NEW DELHI, 5 May 2007 — Indian deputies denounced yesterday a letter written by a group of US lawmakers to Prime Minister Manmohan Singh to “sever” military ties with Iran and terminate all cooperation in the energy sector before going ahead with the nuclear deal negotiations.
Indian MPs from both left and right united yesterday to denounce US legislators for what they said was an attempt to influence foreign policy through the nuclear trade deal.
The lawmakers criticized letters written by seven Democratic and Republican legislators warning Manmohan that New Delhi’s ties with Iran had potential to harm India-US relations and the nuclear deal.
“We must send a very strong message to the US senators and Congressmen that this will not prevail,” Yashwant Sinha, foreign minister in the previous government, told Parliament.
“We are not going to tolerate this,” he said.
The angry reactions from Sinha and his colleagues in the upper house of Parliament came after details of the latest letter from the Congressmen were published in an Indian newspaper yesterday.
The letter — signed by Democrat Tom Lantos, chairman of the House of Representatives Foreign Affairs Committee, senior Republican Ileana Ros-Lehtinen and others — was the third, and strongest, in recent days expressing concern over relations between New Delhi and Tehran.
They urged India to end what they said was “military cooperation” with old friend Iran and terminate participation in the development of Tehran’s energy sector.
“I would like to express our very, very strong protest... at what we can only term the temerity of some US senators in insulting our honorable prime minister,” said Brinda Karat of the Communist Party of India-Marxist, which shores up the ruling coalition. The letter was “nothing but an open threat to the sovereignty of this country,” she said.

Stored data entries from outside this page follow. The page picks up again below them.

//! # Galgalim Layout
//!
//! Model-space geometry of the nested circles: Earth at the origin, each
//! body's deferent around an offset eccentric center, and the epicycles
//! riding on the deferents. Coordinates are unit-free; a renderer multiplies
//! them by its own scale (e.g. `min(width, height)`) and shifts them to its
//! canvas center.
//!
//! Circle centers and epicycle phases come from the galgalim constants. The
//! Sun and Moon markers are placed on the ray from Earth at the snapshot's
//! true longitudes, at the distance of their epicycle centers, so the diagram
//! always agrees with the numbers in the snapshot.

use crate::angle::normalize_degrees;
use crate::config::{AstronomicalConstants, CircleConstants};
use crate::engine::AstronomicalSnapshot;
use crate::zodiac::Constellation;
use serde::{Deserialize, Serialize};

#[derive(Clone, Copy, Debug, Default, PartialEq, Serialize, Deserialize)]
pub struct Point {
    pub x: f64,
    pub y: f64,
}

impl Point {
    pub const ORIGIN: Point = Point { x: 0.0, y: 0.0 };

    pub fn new(x: f64, y: f64) -> Self {
        Point { x, y }
    }

    /// Point at `radius` from the origin in direction `degrees`.
    pub fn polar(radius: f64, degrees: f64) -> Self {
        let theta = degrees.to_radians();
        Point::new(radius * theta.cos(), radius * theta.sin())
    }

    pub fn offset(self, other: Point) -> Self {
        Point::new(self.x + other.x, self.y + other.y)
    }

    pub fn distance(self, other: Point) -> f64 {
        (self.x - other.x).hypot(self.y - other.y)
    }

    pub fn norm(self) -> f64 {
        self.distance(Point::ORIGIN)
    }
}

/// Every object the diagram draws and a pointer can land on.
#[derive(Clone, Copy, Debug, PartialEq, Eq, Hash, Serialize, Deserialize)]
pub enum GalgalObject {
    Earth,
    Sun,
    Moon,
    /// Galgal yotze: center of the Sun's deferent
    SunEccentricCenter,
    /// Galgal gadol of the Sun
    SunDeferent,
    SunEpicycleCenter,
    /// Galgal katan of the Sun
    SunEpicycle,
    /// Galgal yotze merkaz: center of the Moon's deferent
    MoonEccentricCenter,
    /// Galgal gadol of the Moon
    MoonDeferent,
    MoonFirstEpicycleCenter,
    /// Galgal katan of the Moon
    MoonFirstEpicycle,
    /// Galgal noteh
    MoonSecondEpicycle,
}

impl GalgalObject {
    pub fn title(self) -> &'static str {
        match self {
            GalgalObject::Earth => "Earth",
            GalgalObject::Sun => "Sun",
            GalgalObject::Moon => "Moon",
            GalgalObject::SunEccentricCenter => "Eccentric Center",
            GalgalObject::SunDeferent => "Sun's Deferent",
            GalgalObject::SunEpicycleCenter => "Sun's Epicycle Center",
            GalgalObject::SunEpicycle => "Sun's Epicycle",
            GalgalObject::MoonEccentricCenter => "Moon's Eccentric Circle",
            GalgalObject::MoonDeferent => "Moon's Deferent",
            GalgalObject::MoonFirstEpicycleCenter => "Moon's Epicycle Center",
            GalgalObject::MoonFirstEpicycle => "Moon's First Epicycle",
            GalgalObject::MoonSecondEpicycle => "Moon's Second Epicycle",
        }
    }

    pub fn hebrew_name(self) -> &'static str {
        match self {
            GalgalObject::Earth => "ארץ",
            GalgalObject::Sun => "שמש",
            GalgalObject::Moon => "ירח",
            GalgalObject::SunEccentricCenter => "גלגל יוצא",
            GalgalObject::SunDeferent | GalgalObject::MoonDeferent => "גלגל גדול",
            GalgalObject::SunEpicycleCenter | GalgalObject::MoonFirstEpicycleCenter => {
                "מרכז גלגל קטן"
            }
            GalgalObject::SunEpicycle | GalgalObject::MoonFirstEpicycle => "גלגל קטן",
            GalgalObject::MoonEccentricCenter => "גלגל יוצא מרכז",
            GalgalObject::MoonSecondEpicycle => "גלגל נוטה",
        }
    }
}

/// How an object is drawn and hit-tested.
#[derive(Clone, Copy, Debug, PartialEq, Eq, Serialize, Deserialize)]
pub enum Shape {
    /// Filled disc; hit anywhere inside
    Marker,
    /// Outline only; hit near the rim
    Circle,
}

#[derive(Clone, Copy, Debug, PartialEq, Serialize, Deserialize)]
pub struct LayoutObject {
    pub object: GalgalObject,
    pub shape: Shape,
    pub center: Point,
    pub radius: f64,
}

/// Sizes of the diagram in model units.
#[derive(Clone, Copy, Debug, PartialEq, Serialize, Deserialize)]
pub struct LayoutOptions {
    /// Radius of the Sun's deferent
    pub sun_radius: f64,
    /// Radius of the Moon's deferent
    pub moon_radius: f64,
    /// Radius of the zodiac ring
    pub zodiac_radius: f64,
    pub earth_marker: f64,
    pub sun_marker: f64,
    pub moon_marker: f64,
    /// Radius of the small eccentric/epicycle center dots
    pub center_marker: f64,
}

impl Default for LayoutOptions {
    fn default() -> Self {
        LayoutOptions {
            sun_radius: 0.42,
            moon_radius: 0.20,
            zodiac_radius: 0.35,
            earth_marker: 0.02,
            sun_marker: 0.024,
            moon_marker: 0.016,
            center_marker: 0.007,
        }
    }
}

/// Geometry for one snapshot.
#[derive(Clone, Debug, PartialEq, Serialize, Deserialize)]
pub struct GalgalimLayout {
    /// Phase of the Sun's epicycle, degrees
    pub sun_epicycle_angle: f64,
    /// Phase of the Moon's first epicycle, degrees
    pub moon_first_epicycle_angle: f64,
    /// Phase of the Moon's second epicycle, degrees
    pub moon_second_epicycle_angle: f64,
    /// Draw order: circles first, then markers, bodies last
    pub objects: Vec<LayoutObject>,
}

fn epicycle_angle(days: i64, circle: &CircleConstants) -> f64 {
    normalize_degrees(days as f64 / circle.revolution_period * 360.0 + circle.initial_angle)
}

impl GalgalimLayout {
    pub fn build(
        snapshot: &AstronomicalSnapshot,
        constants: &AstronomicalConstants,
        options: &LayoutOptions,
    ) -> Self {
        let days = snapshot.days_from_base;
        let sun = &constants.sun;
        let galgalim = &constants.moon.galgalim;

        // Sun: eccentric center, deferent, epicycle
        let sun_eccentric = Point::polar(options.sun_radius * sun.eccentricity, sun.eccentric_angle);
        let sun_epicycle_center =
            sun_eccentric.offset(Point::polar(options.sun_radius, snapshot.sun.mean_longitude));
        let sun_epicycle_angle = epicycle_angle(days, &sun.epicycle);
        let sun_body = Point::polar(sun_epicycle_center.norm(), snapshot.sun.true_longitude);

        // Moon: the eccentric sits opposite its stated angle
        let moon_eccentric = Point::polar(
            -options.moon_radius * galgalim.eccentric.eccentricity,
            galgalim.eccentric.angle,
        );
        let moon_deferent_radius = options.moon_radius * galgalim.deferent.radius_ratio;
        let first_center =
            moon_eccentric.offset(Point::polar(moon_deferent_radius, snapshot.moon.mean_longitude));
        let first_radius = options.moon_radius * galgalim.first_epicycle.radius_ratio;
        let moon_first_epicycle_angle = epicycle_angle(days, &galgalim.first_epicycle);
        let second_center =
            first_center.offset(Point::polar(first_radius, moon_first_epicycle_angle));
        let second_radius = options.moon_radius * galgalim.second_epicycle.radius_ratio;
        let moon_second_epicycle_angle = epicycle_angle(days, &galgalim.second_epicycle);
        let moon_body = Point::polar(first_center.norm(), snapshot.moon.corrected_longitude);

        let circle = |object, center, radius| LayoutObject {
            object,
            shape: Shape::Circle,
            center,
            radius,
        };
        let marker = |object, center, radius| LayoutObject {
            object,
            shape: Shape::Marker,
            center,
            radius,
        };

        let objects = vec![
            circle(GalgalObject::SunDeferent, sun_eccentric, options.sun_radius),
            circle(
                GalgalObject::SunEpicycle,
                sun_epicycle_center,
                options.sun_radius * sun.epicycle.radius_ratio,
            ),
            circle(GalgalObject::MoonDeferent, moon_eccentric, moon_deferent_radius),
            circle(GalgalObject::MoonFirstEpicycle, first_center, first_radius),
            circle(GalgalObject::MoonSecondEpicycle, second_center, second_radius),
            marker(GalgalObject::SunEccentricCenter, sun_eccentric, options.center_marker),
            marker(GalgalObject::SunEpicycleCenter, sun_epicycle_center, options.center_marker),
            marker(GalgalObject::MoonEccentricCenter, moon_eccentric, options.center_marker),
            marker(GalgalObject::MoonFirstEpicycleCenter, first_center, options.center_marker),
            marker(GalgalObject::Earth, Point::ORIGIN, options.earth_marker),
            marker(GalgalObject::Sun, sun_body, options.sun_marker),
            marker(GalgalObject::Moon, moon_body, options.moon_marker),
        ];

        GalgalimLayout {
            sun_epicycle_angle,
            moon_first_epicycle_angle,
            moon_second_epicycle_angle,
            objects,
        }
    }

    pub fn get(&self, object: GalgalObject) -> Option<&LayoutObject> {
        self.objects.iter().find(|o| o.object == object)
    }

    /// Object under `point`, if any.
    ///
    /// Markers are checked before circle outlines, topmost (last drawn)
    /// marker first, so a body sitting on its own deferent is reported as the
    /// body.
    pub fn hit_test(&self, point: Point, tolerance: f64) -> Option<GalgalObject> {
        let markers = self
            .objects
            .iter()
            .rev()
            .filter(|o| o.shape == Shape::Marker)
            .find(|o| point.distance(o.center) <= o.radius + tolerance);

        markers
            .or_else(|| {
                self.objects
                    .iter()
                    .filter(|o| o.shape == Shape::Circle)
                    .find(|o| (point.distance(o.center) - o.radius).abs() <= tolerance)
            })
            .map(|o| o.object)
    }
}

/// Label anchors for the twelve sectors, at the start of each sector.
pub fn zodiac_marks(radius: f64) -> Vec<(Constellation, Point)> {
    Constellation::ALL
        .iter()
        .map(|&sign| (sign, Point::polar(radius, sign.start_longitude())))
        .collect()
}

In a separate statement, her party said it had repeatedly pointed out that the nuclear cooperation agreement would seriously damage India’s foreign policy and strategic autonomy. The CPM yesterday asked the government to clarify in Parliament the status of negotiations on the nuclear deal and the Iran-Pakistan-India pipeline project in the wake of the reported letter from US lawmakers.
“With the 123 agreement being negotiated and the US mounting steady pressure, it is imperative that the government makes a statement in parliament about both the status of the negotiations and on how the Iran-Pakistan-India pipeline project is progressing,” the CPI-M politburo said in a statement here. “Parliament and the people have to be informed on these two vital issues,” it demanded.
The US lawmakers’ letter comes close on the heels of Foreign Secretary Shivshankar Menon’s visit here for talks aimed at putting the 123 negotiations back on track.
When asked a question on this issue, Menon had clarified that India’s relations with Iran were not in contravention of the UNSC resolutions.
The nuclear deal aims to overturn a three-decade US ban on the sale of nuclear reactors and fuel to New Delhi — to help meet India’s soaring energy needs — even though it has not signed the nuclear Non-Proliferation Treaty and has tested nuclear weapons. It is considered the showpiece of a new friendship between the two nations and was approved by the US Congress in December.
But it has run into rough weather over a bilateral agreement that will govern nuclear trade with India saying that the pact included new conditions unacceptable to it.
Officials of the two countries claimed extensive progress over the deal after talks in Washington this week and are due to negotiate again in New Delhi this month.
Indian Parliamentary Affairs Minister Priyaranjan Dasmunsi said the government would continue to remain transparent.
“I would like to make it clear that our government is not in a position to make any kind of compromises that would affect the sovereignty of the country in any way,” he told Parliament.